Regardless of how the hierarchy is maintained, developing the initial core taxonomy is a daunting tasks. Fortunately, librarians have been at it for hundreds of years and have done most of the work for us. The USMARC, ****, [**** add references] are carefully thought out systems and should serve as the basis for our tree.

Conclusions

HTML is inadequate. It lacks sufficient structural and formatting tags to even render certain kinds of fiction comprehensible much less aesthetic. HTML needs style sheets or improved formatting capabilities so that document designers can spare 20 million Internet users from adjusting everything themselves. The META tag in HTML level 2 can be exploited to implement a document typing system. We need to develop a hierarchy of document types to facilitate implementation of programs that automatically process Web documents. This type system must support multiple inheritance.

References

Martin Gilbert 1991. Churchill A Life Henry Holt & Company, New York, page 595

Malone, Thomas W., Grant, Kenneth R., Lai, Jum-Yew, Rao, Ramana, and Rosenblitt, David 1987. "Semistructured Messages are Surprisingly Useful for Computer-Supported Coordination." ACM Transactions on Office Information Systems, 5, 2, pp. 115-131.

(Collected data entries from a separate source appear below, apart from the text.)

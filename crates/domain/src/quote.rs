use crate::pool::SwapDirection;
use crate::slippage::SlippageTolerance;
use crate::token::{TokenAmount, TokenPair};
use rust_decimal::Decimal;
use serde::{Deserialize, Serialize};
use std::str::FromStr;

/// Advisory swap quote. The pool re-validates `minimum_out` on execution.
#[derive(Debug, Clone, Copy, PartialEq, Eq, Serialize, Deserialize)]
pub struct Quote {
    pub direction: SwapDirection,
    pub amount_in: TokenAmount,
    pub amount_out: TokenAmount,
    pub minimum_out: TokenAmount,
    pub slippage: SlippageTolerance,
}

impl Quote {
    /// Builds a quote, deriving the minimum from the tolerance.
    #[must_use]
    pub fn new(
        direction: SwapDirection,
        amount_in: TokenAmount,
        amount_out: TokenAmount,
        slippage: SlippageTolerance,
    ) -> Self {
        Self {
            direction,
            amount_in,
            amount_out,
            minimum_out: slippage.apply(amount_out),
            slippage,
        }
    }

    /// Output tokens per input token, for display only.
    ///
    /// Returns `None` for a zero input or amounts too large for a [`Decimal`].
    pub fn rate(&self, pair: &TokenPair) -> Option<Decimal> {
        if self.amount_in.is_zero() {
            return None;
        }
        let amount_in =
            Decimal::from_str(&pair.input(self.direction).to_display_units(self.amount_in)).ok()?;
        let amount_out =
            Decimal::from_str(&pair.output(self.direction).to_display_units(self.amount_out))
                .ok()?;
        amount_out.checked_div(amount_in)
    }
}
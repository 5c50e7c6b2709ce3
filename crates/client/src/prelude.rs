//! Prelude module for convenient imports.
//!
//! ```rust
//! use dex_client::prelude::*;
//! ```

pub use crate::approval::{Approval, Execution, GrantedApproval, SwapOutcome};
pub use crate::client::DexClient;
pub use crate::config::ClientConfig;
pub use crate::error::{ClientError, ConfigError};
pub use crate::state::FormattedState;
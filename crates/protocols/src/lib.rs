//! Chain interface for the SimpleDEX pool.
//!
//! This crate provides everything between the client adapter and the chain:
//! - Solidity bindings for the pool and ERC-20 interfaces
//! - The `ChainReader` and `Wallet` capabilities
//! - Typed pool and token contract handles
//! - An alloy JSON-RPC provider for EVM nodes
//! - An in-memory simulated chain for tests and offline demos

/// Prelude module for convenient imports.
pub mod prelude;

/// Solidity interface bindings.
pub mod abi;
/// Contract calls, receipts and chain capabilities.
pub mod chain;
/// Typed contract handles.
pub mod contracts;
/// Error types.
pub mod error;
/// JSON-RPC transport.
pub mod rpc;
/// In-memory chain running the documented pool formula.
pub mod simulated;
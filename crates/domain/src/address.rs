//! EVM account and contract addresses.

use crate::error::ParseError;

pub use alloy_primitives::Address;

/// Parses a hex address, with or without the `0x` prefix and in any case.
///
/// # Errors
/// Returns [`ParseError::InvalidAddress`] for anything that is not 20 bytes
/// of hex.
pub fn parse(input: &str) -> Result<Address, ParseError> {
    input
        .trim()
        .parse()
        .map_err(|_| ParseError::InvalidAddress(input.to_string()))
}

/// Deterministic address whose last eight bytes encode `n`.
///
/// Used for simulated deployments and accounts.
#[must_use]
pub fn from_index(n: u64) -> Address {
    let mut bytes = [0u8; 20];
    bytes[12..].copy_from_slice(&n.to_be_bytes());
    Address::new(bytes)
}

#[cfg(test)]
mod tests {
    use super::*;

    #[test]
    fn test_parse_mixed_case_with_prefix() {
        let addr = parse("0x9d2c8D3e68A3d91cAF17F3eD476A793Ef57f49af").unwrap();
        assert_eq!(addr, parse("0x9d2c8d3e68a3d91caf17f3ed476a793ef57f49af").unwrap());
    }

    #[test]
    fn test_parse_without_prefix() {
        let addr = parse("0000000000000000000000000000000000000001").unwrap();
        assert_eq!(addr, from_index(1));
    }

    #[test]
    fn test_rejects_bad_length_and_digits() {
        assert_eq!(
            parse("0x1234"),
            Err(ParseError::InvalidAddress("0x1234".to_string()))
        );
        assert!(parse("0xzz2c8D3e68A3d91cAF17F3eD476A793Ef57f49af").is_err());
    }

    #[test]
    fn test_serde_as_hex_string() {
        let addr = from_index(0xabc);
        let json = serde_json::to_string(&addr).unwrap();
        assert_eq!(
            json.to_lowercase(),
            "\"0x0000000000000000000000000000000000000abc\""
        );
        let back: Address = serde_json::from_str(&json).unwrap();
        assert_eq!(back, addr);
    }
}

Malone, Thomas W., Yu, Keh-Chaing, Lee, Jintae 1989. What Good are Semistructured Objects? Adding Semiformal Structure to Hypertext. Center for Coordination Science Technical Report #102. M.I.T. Sloan School of Management, Cambridge, MA

Mockapetris, P.V. 1987a. "Domain Names: Concepts and Facilities," RFC 1034

Mockapetris, P.V. 1987b. "Domain Names: Concepts and Facilities," RFC 1035

Ondaatje, Michael 1992. The English Patient. Vintage International, New York

Stevens, W. Richard 1994. TCP/IP Illustrated, Volume 1: The Protocols. Addison-Wesley, Reading, Massachusetts

Notes

1. E. Annie Proulx's The Shipping News won the 1994 Pulitzer Prize for Fiction. 2.